« La méningococcie reste rare, mais dans les cas où elle survient, elle peut avoir des conséquences mortelles dans un pourcentage très élevé. C'est pourquoi il est essentiel d'atteindre une couverture vaccinale plus élevée, peut-être proche de 95%, comme pour les vaccinations obligatoires ». L'appel a été lancé par Paolo Castiglia, professeur ordinaire d'hygiène à l'Université de Sassari, qui intervenait au Congrès de la Société Siti-Italienne d'Hygiène, en cours à Bologne. Selon Castiglia, la vaccination antiméningococcique « souffre d'une moindre observance par rapport à d'autres, comme l'antipneumococcique, qui bénéficie en revanche d'une co-administration avec l'hexavalent dans l'enfance ». L'expert nous invite donc à « identifier de nouveaux outils d'organisation et de communication pour récupérer la couverture, car tout échec de vaccination est une possible vie en danger – prévient-il – On ne peut pas se contenter de pourcentages discrets : l'objectif doit être la protection collective ».
À cet égard, pour Castiglia, l'information des parents et l'intégration des calendriers de vaccination peuvent être « des leviers fondamentaux pour ramener le pays aux niveaux recommandés ». En particulier, la vaccination « antiméningococcique » est « fortement recommandée » à l'adolescence qui, après la petite enfance, représente le deuxième âge avec la plus forte incidence de méningococcie – observe l'hygiéniste – en plus d'être l'âge avec la plus grande prévalence et où il y a une plus grande létalité. Ces indications – poursuit-il – ont été données par le plan national de prévention vaccinale, donnant aux Régions le droit de le faire, en fonction de leur contexte épidémiologique, pour promouvoir cette vaccination. Nous disposons actuellement de 2 vaccins sûrs et efficaces pour cet âge. L'un d'eux est celui qui a déjà été utilisé dans l'enfance ou à l'âge préscolaire : ceux qui ont déjà reçu ce vaccin – conseille le spécialiste – peuvent simplement prendre une dose de rappel. Ceux qui n’ont jamais été vaccinés doivent entamer un nouveau cycle de 2 doses. »

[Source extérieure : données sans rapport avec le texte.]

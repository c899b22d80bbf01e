//! Container engine integration
//!
//! Everything that shells out to podman/docker lives here: engine
//! detection, compose up/down, and per-container operations.

pub mod compose;
pub mod containers;
pub mod runtime;

pub use compose::{ComposeOutput, ComposeRequest, ComposeRunner};
pub use containers::{list_containers, ContainerInfo, ContainerOps};
pub use runtime::{ContainerEngine, EngineInfo};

« Certaines Régions offrent cette vaccination gratuitement – souligne Castiglia – d'autres l'introduisent. Les parents qui souhaitent vacciner leurs enfants adolescents doivent donc contacter les services publics d'hygiène pour comprendre quelle est l'offre de la Région. Dans tous les cas, la vaccination, si elle n'a pas encore été proposée et que vous souhaitez la faire, peut se faire en payant un ticket ». L'espoir est que « dans peu de temps, toutes les Régions pourront le proposer gratuitement avec d'autres vaccinations pour adolescents ».